Statistical analysis

This was an exploratory study without adjustment for multiple comparisons.

Chi-square test or Fisher's exact test was used to examine the relationship between qualitative variables.

For normally distributed quantitative data, a comparison between two groups was done using the Student's t-test, for not normally distributed quantitative data, a comparison between two groups was done using the Mann–Whitney test. All tests were two-tailed, and a p-value < .05 was considered statistically significant. The Pearson correlation coefficient was used to test the correlation between different variables. Odds ratios were used to present the strength of the association between risk factors and outcomes.

Results

Our study included 66 patients, with a total of 277 pregnancies. Of these, 211 pregnancies occurred before the onset of the disease, while 66 occurred after (see Figure 1).

Figure 1.

Flow chart showing the relation between pregnancies and the onset of NMOSD among our population.

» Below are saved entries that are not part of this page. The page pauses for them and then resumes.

use super::key_list::KeyList;
use super::EvictionPolicy;

use parking_lot::Mutex;

/// An eviction policy that evicts keys in the order they were first inserted.
#[derive(Debug, Default)]
pub struct Fifo {
  // Head is the newest key, tail the oldest.
  list: Mutex<KeyList<String>>,
}

impl Fifo {
  pub fn new() -> Self {
    Self::default()
  }
}

impl EvictionPolicy for Fifo {
  /// A FIFO policy does not care about access patterns. This is a no-op.
  fn on_get(&self, _key: &str) {}

  /// Only the first insertion of a key counts; re-puts keep its place.
  fn on_put(&self, key: &str) {
    let mut list = self.list.lock();
    if !list.contains(key) {
      list.push_front(key.to_string());
    }
  }

  /// Unlinks the key in place, so the order of the remaining keys holds.
  fn remove(&self, key: &str) {
    self.list.lock().remove(key);
  }

  fn evict(&self) -> Option<String> {
    self.list.lock().pop_back()
  }

  fn len(&self) -> usize {
    self.list.lock().len()
  }
}

#[cfg(test)]
mod tests {
  use super::*;

  #[test]
  fn evicts_oldest_first() {
    let policy = Fifo::new();
    policy.on_put("1");
    policy.on_put("2");
    policy.on_put("3");

    assert_eq!(policy.evict().as_deref(), Some("1"));
    assert_eq!(policy.evict().as_deref(), Some("2"));
    assert_eq!(policy.evict().as_deref(), Some("3"));
    assert_eq!(policy.evict(), None);
  }

  #[test]
  fn access_is_a_noop() {
    let policy = Fifo::new();
    policy.on_put("1");
    policy.on_put("2");

    let keys_before = policy.list.lock().keys_as_vec();
    policy.on_get("1");
    let keys_after = policy.list.lock().keys_as_vec();

    assert_eq!(keys_before, keys_after, "Access should not change FIFO order");
  }

  #[test]
  fn re_put_existing_key_is_a_noop() {
    let policy = Fifo::new();
    policy.on_put("1");
    policy.on_put("2");
    policy.on_put("1");

    assert_eq!(policy.len(), 2);
    assert_eq!(policy.evict().as_deref(), Some("1"));
  }

  #[test]
  fn remove_preserves_order_of_the_rest() {
    let policy = Fifo::new();
    policy.on_put("1");
    policy.on_put("2");
    policy.on_put("3");

    policy.remove("2");

    assert_eq!(
      policy.list.lock().keys_as_vec(),
      vec!["3".to_string(), "1".to_string()]
    );
    assert_eq!(policy.evict().as_deref(), Some("1"));
    assert_eq!(policy.evict().as_deref(), Some("3"));
  }
}
use crate::entry::Timestamps;
use crate::time;

use std::time::{Duration, Instant};

/// Decides when an entry is stale and how reads and writes move its expiry.
///
/// Expiry is only ever checked lazily, when an entry is accessed.
pub trait ExpirationStrategy: Send + Sync {
  /// Returns `true` if the entry must no longer be served at `now`.
  fn is_expired(&self, times: &Timestamps, now: Instant) -> bool;

  /// Called after every successful read.
  fn on_access(&self, times: &Timestamps, now: Instant);

  /// Called whenever an entry is written or replaced, before it is stored.
  fn on_write(&self, times: &Timestamps, now: Instant);
}

/// Sliding TTL: every successful read pushes the expiry `ttl` into the future.
///
/// A TTL given explicitly at write time is kept; the strategy only fills in
/// an expiry when none is set.
#[derive(Debug, Clone, Copy, PartialEq, Eq)]
pub struct ExpireAfterAccess {
  ttl: Duration,
}

impl ExpireAfterAccess {
  pub fn new(ttl: Duration) -> Self {
    Self { ttl }
  }

  pub fn ttl(&self) -> Duration {
    self.ttl
  }
}

impl ExpirationStrategy for ExpireAfterAccess {
  fn is_expired(&self, times: &Timestamps, now: Instant) -> bool {
    times.expires_at().is_some_and(|expires_at| now > expires_at)
  }

  fn on_access(&self, times: &Timestamps, now: Instant) {
    times.set_last_accessed(now);
    times.set_expires_at(time::deadline(now, self.ttl));
  }

  fn on_write(&self, times: &Timestamps, now: Instant) {
    times.set_created_at(now);
    times.set_last_accessed(now);
    if !times.has_expiry() {
      times.set_expires_at(time::deadline(now, self.ttl));
    }
  }
}
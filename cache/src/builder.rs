use crate::config::{self, CacheConfig, WritePolicyMode};
use crate::engine::CacheEngine;
use crate::error::BuildError;
use crate::expiration::{ExpirationStrategy, ExpireAfterAccess};
use crate::handles::Cache;
use crate::loader::{LoadCoordinator, Loader};
use crate::metrics::{MetricsSink, NoopMetrics};
use crate::policy::EvictionPolicyKind;
use crate::refresh::RefreshHook;
use crate::shard::{PowerOfTwoSelector, Shard, ShardSelector};
use crate::shared::CacheShared;
use crate::write_policy::{WriteBack, WritePolicy, WriteThrough};

use core::fmt;
use std::sync::Arc;
use std::time::Duration;

// The eviction policy as requested; a name is only resolved at build time.
#[derive(Debug, Clone)]
enum PolicyChoice {
  Kind(EvictionPolicyKind),
  Name(String),
}

enum WriteChoice<V> {
  Mode(WritePolicyMode),
  Custom(Arc<dyn WritePolicy<V>>),
}

/// A builder for creating [`Cache`] instances.
pub struct CacheBuilder<V> {
  capacity: usize,
  shards: usize,
  eviction: PolicyChoice,
  expiration: Option<Arc<dyn ExpirationStrategy>>,
  refresh: Option<Arc<dyn RefreshHook<V>>>,
  loader: Option<Arc<dyn Loader<V>>>,
  metrics: Option<Arc<dyn MetricsSink>>,
  selector: Option<Arc<dyn ShardSelector>>,
  write: Option<WriteChoice<V>>,
}

// Manual Debug implementation for CacheBuilder.
impl<V> fmt::Debug for CacheBuilder<V> {
  fn fmt(&self, f: &mut fmt::Formatter<'_>) -> fmt::Result {
    f.debug_struct("CacheBuilder")
      .field("capacity", &self.capacity)
      .field("shards", &self.shards)
      .field("eviction", &self.eviction)
      .field("has_expiration", &self.expiration.is_some())
      .field("has_loader", &self.loader.is_some())
      .field("has_write_policy", &self.write.is_some())
      .finish_non_exhaustive()
  }
}

impl<V> Default for CacheBuilder<V> {
  fn default() -> Self {
    Self::new()
  }
}

impl<V> CacheBuilder<V> {
  /// Creates a builder for an effectively unbounded LRU cache with four
  /// shards per CPU, no expiration, no loader and no write policy.
  pub fn new() -> Self {
    Self {
      capacity: usize::MAX,
      shards: config::default_shards(),
      eviction: PolicyChoice::Kind(EvictionPolicyKind::default()),
      expiration: None,
      refresh: None,
      loader: None,
      metrics: None,
      selector: None,
      write: None,
    }
  }

  /// Creates a builder preconfigured from `config`. Loader, metrics and
  /// hooks can still be added afterwards.
  pub fn from_config(config: &CacheConfig) -> Self {
    let mut builder = Self::new()
      .shards(config.shards)
      .capacity(config.capacity)
      .eviction_policy_name(config.eviction_policy.clone());
    if let Some(ms) = config.expire_after_access_ms {
      builder = builder.expire_after_access(Duration::from_millis(ms));
    }
    if let Some(mode) = config.write_policy {
      builder.write = Some(WriteChoice::Mode(mode));
    }
    builder
  }

  /// Sets the total number of entries. Each shard holds at most
  /// `capacity / shards`; any remainder goes unused.
  pub fn capacity(mut self, capacity: usize) -> Self {
    self.capacity = capacity;
    self
  }

  /// Sets the number of shards. Any count of one or more is accepted.
  pub fn shards(mut self, shards: usize) -> Self {
    self.shards = shards;
    self
  }

  /// Sets the eviction policy used by every shard.
  pub fn eviction_policy(mut self, kind: EvictionPolicyKind) -> Self {
    self.eviction = PolicyChoice::Kind(kind);
    self
  }

  /// Sets the eviction policy by identifier (`LRU`, `LFU` or `FIFO`).
  ///
  /// An unknown identifier makes [`build`](Self::build) fail with
  /// [`BuildError::UnknownEvictionPolicy`].
  pub fn eviction_policy_name(mut self, name: impl Into<String>) -> Self {
    self.eviction = PolicyChoice::Name(name.into());
    self
  }

  /// Sets the expiration strategy. Without one, entries never expire by
  /// time, even if they were given a TTL.
  pub fn expiration<S>(mut self, strategy: S) -> Self
  where
    S: ExpirationStrategy + 'static,
  {
    self.expiration = Some(Arc::new(strategy));
    self
  }

  /// Shorthand for `expiration(ExpireAfterAccess::new(ttl))`.
  pub fn expire_after_access(self, ttl: Duration) -> Self {
    self.expiration(ExpireAfterAccess::new(ttl))
  }

  /// Sets a hook that is told about every successful read.
  pub fn refresh_hook<H>(mut self, hook: H) -> Self
  where
    H: RefreshHook<V> + 'static,
  {
    self.refresh = Some(Arc::new(hook));
    self
  }

  /// Sets the loader. It is consulted on misses and, when a write policy is
  /// configured, receives the cache's writes.
  pub fn loader<L>(mut self, loader: Arc<L>) -> Self
  where
    L: Loader<V> + 'static,
  {
    let loader: Arc<dyn Loader<V>> = loader;
    self.loader = Some(loader);
    self
  }

  /// Sets the sink that receives hit, miss, eviction, expiration and
  /// refresh events.
  pub fn metrics<M>(mut self, metrics: Arc<M>) -> Self
  where
    M: MetricsSink + 'static,
  {
    let metrics: Arc<dyn MetricsSink> = metrics;
    self.metrics = Some(metrics);
    self
  }

  /// Replaces the default [`PowerOfTwoSelector`].
  pub fn selector<S>(mut self, selector: S) -> Self
  where
    S: ShardSelector + 'static,
  {
    self.selector = Some(Arc::new(selector));
    self
  }

  /// Forwards every write synchronously to the loader's `put`.
  pub fn write_through(mut self) -> Self {
    self.write = Some(WriteChoice::Mode(WritePolicyMode::WriteThrough));
    self
  }

  /// Queues writes (at most `buffer` pending) for a background worker that
  /// forwards them to the loader's `put`.
  pub fn write_back(mut self, buffer: usize) -> Self {
    self.write = Some(WriteChoice::Mode(WritePolicyMode::WriteBack { buffer }));
    self
  }

  /// Uses a custom write policy.
  pub fn write_policy<P>(mut self, policy: P) -> Self
  where
    P: WritePolicy<V> + 'static,
  {
    self.write = Some(WriteChoice::Custom(Arc::new(policy)));
    self
  }

  fn validate(&self) -> Result<EvictionPolicyKind, BuildError> {
    if self.capacity == 0 {
      return Err(BuildError::ZeroCapacity);
    }
    if self.shards == 0 {
      return Err(BuildError::ZeroShards);
    }
    if self.capacity < self.shards {
      return Err(BuildError::CapacityBelowShardCount {
        capacity: self.capacity,
        shards: self.shards,
      });
    }
    if let Some(WriteChoice::Mode(mode)) = &self.write {
      if self.loader.is_none() {
        return Err(BuildError::MissingBackingStore);
      }
      if matches!(mode, WritePolicyMode::WriteBack { buffer: 0 }) {
        return Err(BuildError::ZeroWriteBuffer);
      }
    }
    match &self.eviction {
      PolicyChoice::Kind(kind) => Ok(*kind),
      PolicyChoice::Name(name) => name.parse(),
    }
  }
}

impl<V: Send + Sync + 'static> CacheBuilder<V> {
  /// Builds the cache.
  pub fn build(self) -> Result<Cache<V>, BuildError> {
    let kind = self.validate()?;

    let write_policy: Option<Arc<dyn WritePolicy<V>>> = match (self.write, &self.loader) {
      (Some(WriteChoice::Custom(policy)), _) => Some(policy),
      (Some(WriteChoice::Mode(WritePolicyMode::WriteThrough)), Some(store)) => {
        Some(Arc::new(WriteThrough::new(store.clone())))
      }
      (Some(WriteChoice::Mode(WritePolicyMode::WriteBack { buffer })), Some(store)) => {
        Some(Arc::new(WriteBack::new(store.clone(), buffer)))
      }
      // Rejected by `validate`.
      (Some(WriteChoice::Mode(_)), None) => return Err(BuildError::MissingBackingStore),
      (None, _) => None,
    };

    let shards: Box<[Shard<V>]> = (0..self.shards).map(|_| Shard::new(kind.build())).collect();
    let engine = CacheEngine::new(
      self.expiration,
      self.refresh,
      self.loader,
      write_policy,
      self.metrics.unwrap_or_else(|| Arc::new(NoopMetrics)),
    );

    tracing::debug!(
      shards = self.shards,
      capacity = self.capacity,
      eviction = %kind,
      "building cache"
    );

    let shared = CacheShared {
      shards,
      selector: self.selector.unwrap_or_else(|| Arc::new(PowerOfTwoSelector)),
      capacity: self.capacity,
      per_shard_capacity: self.capacity / self.shards,
      engine,
      loads: LoadCoordinator::new(self.shards),
    };

    Ok(Cache {
      shared: Arc::new(shared),
    })
  }
}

Clinical data of patients with NMOSD

The average age of our population was 36.5 ± 7.2 years, with a median EDSS of 5 at the time of the questionnaire. The mean annualized relapse rate (ARR) was 2.3 ± 1.9. The majority of patients (71.2%) had a monosymptomatic onset, with optic neuritis being the most common initial symptom (52.2%). The most commonly prescribed medications were rituximab (31.8%) and azathioprine (25.4%). A large proportion of patients (83.3%) had a history of long segments myelitis. For additional demographic and clinical data, please refer to Table 1.

Table 1.

Demographic and clinical data of our study population.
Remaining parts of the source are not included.